It turns out there is someone spying for Germany from inside The Cooler, and the book quickly becomes a whodunnit. None of this really worked very well despite some fine writing. The ending felt rushed, and the solution was anticlimactic. I’m not giving up on Markstein as an author, but this debut needed some serious reworking before it was released for public consumption.

Bottom Line: Time is a precious commodity. Don’t bother with this one. 

Buy a copy of this book HERE

Thursday, February 10, 2022

By Her Own Hand

Los Angeles native Frank Bonham (1914-1988) specialized in westerns, young adult fiction, and television scripts.
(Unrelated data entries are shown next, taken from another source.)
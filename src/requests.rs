//! Table of in-flight requests issued by this client.
//!
//! Every outbound call gets a `u32` message id. The entry lives until the
//! matching response arrives, a caller timeout cancels it, or the session
//! tears down and cancels everything at once.

use std::collections::HashMap;

use rmpv::Value;
use tokio::sync::oneshot;

use crate::error::{CancelReason, Result, VimwireError};

/// Outcome delivered to a completion slot.
pub type CallResult = Result<Value>;

/// Where a response goes once it arrives.
#[derive(Debug)]
pub enum Completion {
    /// A caller is waiting on a [`PendingCall`](crate::client::PendingCall) future.
    Channel(oneshot::Sender<CallResult>),
    /// The session handles the reply itself (handshake steps).
    Internal,
    /// Fire-and-forget call from an extension: failures are only logged.
    Detached,
}

impl Completion {
    /// Create a channel completion and the receiver that observes it.
    pub fn channel() -> (Self, oneshot::Receiver<CallResult>) {
        let (tx, rx) = oneshot::channel();
        (Completion::Channel(tx), rx)
    }
}

/// A pending request.
#[derive(Debug)]
pub struct PendingRequest {
    /// Method name, used for diagnostics and internal routing.
    pub method: String,
    completion: Completion,
}

/// What happened to a response handed to [`RequestTable::fulfill`].
#[derive(Debug)]
pub enum Fulfilled {
    /// Delivered to a caller (or discarded because the caller went away).
    Delivered,
    /// An internal request: the session must act on the result.
    Internal { method: String, result: CallResult },
    /// Detached request resolved; nothing else to do.
    Detached { method: String, result: CallResult },
    /// No pending request had this id.
    Unknown,
}

/// In-flight request bookkeeping.
#[derive(Debug, Default)]
pub struct RequestTable {
    pending: HashMap<u32, PendingRequest>,
    next_id: u32,
}

impl RequestTable {
    pub fn new() -> Self {
        Self::default()
    }

    /// Start numbering at `first`. Used to exercise wrap-around.
    pub fn starting_at(first: u32) -> Self {
        Self {
            pending: HashMap::new(),
            next_id: first,
        }
    }

    /// Record a pending request and return its id.
    ///
    /// Ids increase monotonically and wrap at `2^32`; an id that is still
    /// pending is skipped.
    pub fn allocate(&mut self, method: impl Into<String>, completion: Completion) -> u32 {
        let mut id = self.next_id;
        while self.pending.contains_key(&id) {
            id = id.wrapping_add(1);
        }
        self.next_id = id.wrapping_add(1);

        self.pending.insert(
            id,
            PendingRequest {
                method: method.into(),
                completion,
            },
        );
        id
    }

    /// Resolve the request `id` with `result`, removing it from the table.
    ///
    /// Calling this for an id that is not pending (already fulfilled,
    /// cancelled, or never allocated) does nothing and reports `Unknown`.
    pub fn fulfill(&mut self, id: u32, result: CallResult) -> Fulfilled {
        let Some(request) = self.pending.remove(&id) else {
            return Fulfilled::Unknown;
        };

        match request.completion {
            Completion::Channel(tx) => {
                if tx.send(result).is_err() {
                    tracing::debug!(
                        "Caller for request {} ({}) is gone, dropping reply",
                        id,
                        request.method
                    );
                }
                Fulfilled::Delivered
            }
            Completion::Internal => Fulfilled::Internal {
                method: request.method,
                result,
            },
            Completion::Detached => Fulfilled::Detached {
                method: request.method,
                result,
            },
        }
    }

    /// Resolve a single request locally with a cancellation error.
    pub fn cancel(&mut self, id: u32, reason: CancelReason) -> Fulfilled {
        self.fulfill(id, Err(VimwireError::RequestCancelled(reason)))
    }

    /// Resolve every pending request with a cancellation error.
    ///
    /// Returns the number of requests cancelled. The table is empty afterwards.
    pub fn cancel_all(&mut self, reason: CancelReason) -> usize {
        let drained: Vec<(u32, PendingRequest)> = self.pending.drain().collect();
        let count = drained.len();

        for (id, request) in drained {
            tracing::debug!("Cancelling request {} ({}): {}", id, request.method, reason);
            if let Completion::Channel(tx) = request.completion {
                let _ = tx.send(Err(VimwireError::RequestCancelled(reason)));
            }
        }

        count
    }

    /// Forget a pending request without resolving it.
    ///
    /// Used when the request could not be sent at all.
    pub fn remove(&mut self, id: u32) -> Option<PendingRequest> {
        self.pending.remove(&id)
    }

    /// Method name of a pending request.
    pub fn method_of(&self, id: u32) -> Option<&str> {
        self.pending.get(&id).map(|r| r.method.as_str())
    }

    pub fn contains(&self, id: u32) -> bool {
        self.pending.contains_key(&id)
    }

    pub fn len(&self) -> usize {
        self.pending.len()
    }

    pub fn is_empty(&self) -> bool {
        self.pending.is_empty()
    }
}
Between 1941 and 1952, Bonham honed his skills by writing for the pulps. He authored only three crime-noir novels, including By Her Own Hand. It was originally released in 1963 by Monarch Books. 

In an undisclosed California city, Captain Chilton is taking over the Plaza Division police station. Before Chilton, the department had spiraled into a rather chaotic, under utilized precinct. This portion of the city reflects the old guard and braces for the new. Caught in the transition are two Vice Squad Sergeants Skip Kawano and Lou Michikowski. Both are feeling the heat as Chilton increases the pressure to clean up the streets.

Like most traditional police precincts, the way to topple the top echelon of crime is through prostitutes. They are the perfect informants and mostly the police lay off their profession in exchange for valuable bits of information on criminal rings. The same thing occurs here as both Kawano and Michikowski utilize prostitutes to gain valuable intel. In turn, other precincts rely on these same prostitute informants to minimize crime waves. But, Chilton doesn't see it that way. 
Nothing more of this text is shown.